At Esper, we specialize in building a platform and offering management tools for dedicated device solutions. But in this complex environment, our customers run into complex issues that require “above and beyond” expertise to get to the root causes and ultimately solve the problems in a commercially viable way. As an infrastructure provider for dedicated and fully managed solutions on both Android and iOS, we go much deeper than typical MDM vendors.
This is the second blog in our Deep Cuts series of posts that provide case studies of actual issues we’ve encountered and solved for our customers. Names have been removed to protect the innocent (and, in some cases, the not-so-innocent).
[The name Deep Cut is a play on a song that is considerably less popular and well-known than other songs on the same album or by the same artist.]
Deep Cut #2: Mystery Crash and Burn of Esper Foundation for Android on Flipped x86 Model!
Vertical market by vertical market, there’s a shift from Windows to Android. Some verticals have moved earlier than others, and at the customer level, the hardware refresh cycle is typically a headwind against this important OS change. The vast majority of the Windows installed base is running the x86 processor architecture (sorry Windows RT, not much play for you here).

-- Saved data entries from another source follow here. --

//! A small capture-and-log host built on `photon-scout`. Opens a capture
//! device, registers a handful of demo record types (party/loot/join
//! events), and prints every decoded record to stdout.
//!
//! To use it:
//!
//!     $ photon-scout-cli --interface eth0 --server ws://example.invalid:3000
//!
//! The `--server` address and `PARTY_WEBHOOK`/`LOOT_WEBHOOK` environment
//! variables are accepted and logged, but forwarding decoded events to a
//! websocket server or Discord webhook is not implemented here — this
//! binary only demonstrates registering records and listeners.

use anyhow::Context;
use clap::Parser;
use uuid::Uuid;

use photon_scout::capture::{open_capture, run_capture_loop};
use photon_scout::protocol::value::TypedValue;
use photon_scout::registry::RecordDescriptor;
use photon_scout::PhotonPipeline;

/// Watches traffic for a single Photon-speaking game server and logs every
/// decoded operation/event this host knows how to bind.
#[derive(Parser, Debug)]
#[command(author, version, about, long_about = None)]
struct Args {
    /// Network interface to capture from. Defaults to the interface on the
    /// local default route.
    #[arg(long, value_name = "NAME")]
    interface: Option<String>,

    /// Downstream server address. Accepted and logged only: forwarding
    /// decoded events to it is out of scope for this tool.
    #[arg(long, value_name = "URL")]
    server: Option<String>,
}

// Demo event/operation codes. The upstream enum table these were drawn from
// was not part of the source this crate was built from, so these are
// illustrative placeholders — swap in the real game's codes before relying
// on this binary for anything but the registration pattern it demonstrates.
mod demo_codes {
    pub const OP_JOIN_GAME: u8 = 2;
    pub const EVENT_PARTY_PLAYER_JOINED: u8 = 40;
    pub const EVENT_PARTY_JOINED: u8 = 41;
    pub const EVENT_PARTY_LEFT: u8 = 42;
    pub const EVENT_PARTY_LEADER_CHANGED: u8 = 43;
    pub const EVENT_PARTY_DISBANDED: u8 = 44;
}

#[derive(Debug, Default)]
struct OpJoinGame {
    character_id: Uuid,
    character_name: String,
    guild_id: Uuid,
    guild_name: String,
    alliance_name: String,
}

#[derive(Debug, Default)]
struct EvPartySinglePlayerJoined {
    player_uid: Uuid,
    player_name: String,
}

#[derive(Debug, Default)]
struct EvPartyJoined {
    party_leader: Uuid,
    players_uuid: Vec<Uuid>,
    player_usernames: Vec<String>,
}

#[derive(Debug, Default)]
struct EvPartyLeft {
    player_uid: Uuid,
}

#[derive(Debug, Default)]
struct EvPartyLeaderChanged {
    new_party_leader: Uuid,
}

#[derive(Debug, Default)]
struct EvPartyDisbanded;

fn string_list(value: &TypedValue) -> Option<Vec<String>> {
    match value {
        TypedValue::Array(_, items) => Some(
            items
                .iter()
                .filter_map(|item| item.as_string().map(str::to_owned))
                .collect(),
        ),
        _ => None,
    }
}

fn register_demo_records(pipeline: &PhotonPipeline) {
    pipeline.registry().register_operation(
        demo_codes::OP_JOIN_GAME,
        RecordDescriptor::<OpJoinGame>::new()
            .character_id("character_id", [1], |r, v| r.character_id = v)
            .string("character_name", [2], None, |r, v| r.character_name = v)
            .character_id("guild_id", [53], |r, v| r.guild_id = v)
            .string("guild_name", [57], None, |r, v| r.guild_name = v)
            .string("alliance_name", [77], None, |r, v| r.alliance_name = v),
    );

    pipeline.registry().register_event(
        demo_codes::EVENT_PARTY_PLAYER_JOINED,
        RecordDescriptor::<EvPartySinglePlayerJoined>::new()
            .character_id("player_uid", [1], |r, v| r.player_uid = v)
            .string("player_name", [2], None, |r, v| r.player_name = v),
    );

    pipeline.registry().register_event(
        demo_codes::EVENT_PARTY_JOINED,
        RecordDescriptor::<EvPartyJoined>::new()
            .character_id("party_leader", [3], |r, v| r.party_leader = v)
            .character_id_list("players_uuid", [4], |r, v| r.players_uuid = v)
            .exact(
                "player_usernames",
                [5],
                "string list",
                string_list,
                |r, v| r.player_usernames = v,
            ),
    );

    pipeline.registry().register_event(
        demo_codes::EVENT_PARTY_LEFT,
        RecordDescriptor::<EvPartyLeft>::new().character_id("player_uid", [1], |r, v| {
            r.player_uid = v
        }),
    );

    pipeline.registry().register_event(
        demo_codes::EVENT_PARTY_LEADER_CHANGED,
        RecordDescriptor::<EvPartyLeaderChanged>::new().character_id(
            "new_party_leader",
            [1],
            |r, v| r.new_party_leader = v,
        ),
    );

    pipeline.registry().register_event(
        demo_codes::EVENT_PARTY_DISBANDED,
        RecordDescriptor::<EvPartyDisbanded>::new(),
    );

    pipeline.registry().register_listener(|record| {
        if let Some(r) = record.downcast_ref::<OpJoinGame>() {
            log::info!(
                "joined game: character={} ({}), guild={}, alliance={}",
                r.character_name,
                r.character_id,
                r.guild_name,
                r.alliance_name
            );
        } else if let Some(r) = record.downcast_ref::<EvPartySinglePlayerJoined>() {
            log::info!("party: {} ({}) joined", r.player_name, r.player_uid);
        } else if let Some(r) = record.downcast_ref::<EvPartyJoined>() {
            log::info!(
                "party roster: leader={}, members={:?}",
                r.party_leader,
                r.player_usernames
            );
        } else if let Some(r) = record.downcast_ref::<EvPartyLeft>() {
            log::info!("party: {} left", r.player_uid);
        } else if let Some(r) = record.downcast_ref::<EvPartyLeaderChanged>() {
            log::info!("party: new leader {}", r.new_party_leader);
        } else if record.downcast_ref::<EvPartyDisbanded>().is_some() {
            log::info!("party disbanded");
        }
    });

    pipeline
        .registry()
        .register_disconnect(|| log::warn!("disconnected"));
}

fn log_webhook_config(name: &str) {
    match std::env::var(name) {
        Ok(_) => log::info!("{} is configured", name),
        Err(_) => log::info!("{} is not set", name),
    }
}

fn main() -> anyhow::Result<()> {
    env_logger::init();
    let args = Args::parse();

    log_webhook_config("PARTY_WEBHOOK");
    log_webhook_config("LOOT_WEBHOOK");
    if let Some(server) = &args.server {
        log::info!("configured downstream server: {}", server);
    }

    let pipeline = PhotonPipeline::new();
    register_demo_records(&pipeline);

    let mut capture =
        open_capture(args.interface.as_deref()).context("failed to open capture device")?;

    ctrlc::set_handler(|| {
        log::info!("received interrupt, shutting down");
        std::process::exit(0);
    })
    .context("failed to install Ctrl-C handler")?;

    let mut pipeline = pipeline;
    run_capture_loop(&mut capture, &mut pipeline).context("capture loop failed")?;

    Ok(())
}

At Esper, we have many customers who need to go to Android but can’t wait for the hardware refresh cycle. Constrained capital expenditure budgets prevent them from executing the hardware refresh cycle earlier. That’s why we offer what we call the Windows to Android flip — using Esper Foundation for Android x86 combined with our Seamless Provisioning, our customers can efficiently achieve a no-touch conversion from a Windows-based dedicated device system to Android.
These machines are generally not spring chickens, in many cases more than a decade old. All the customer needs is a few more years out of them, and then they are ready to go with modern hardware. With that comes an occasional set of challenges like dealing with BIOS drift (yes, it exists, techs can individually tweak BIOS settings in the field). Yet even spring chickens can cause problems as you shall soon see.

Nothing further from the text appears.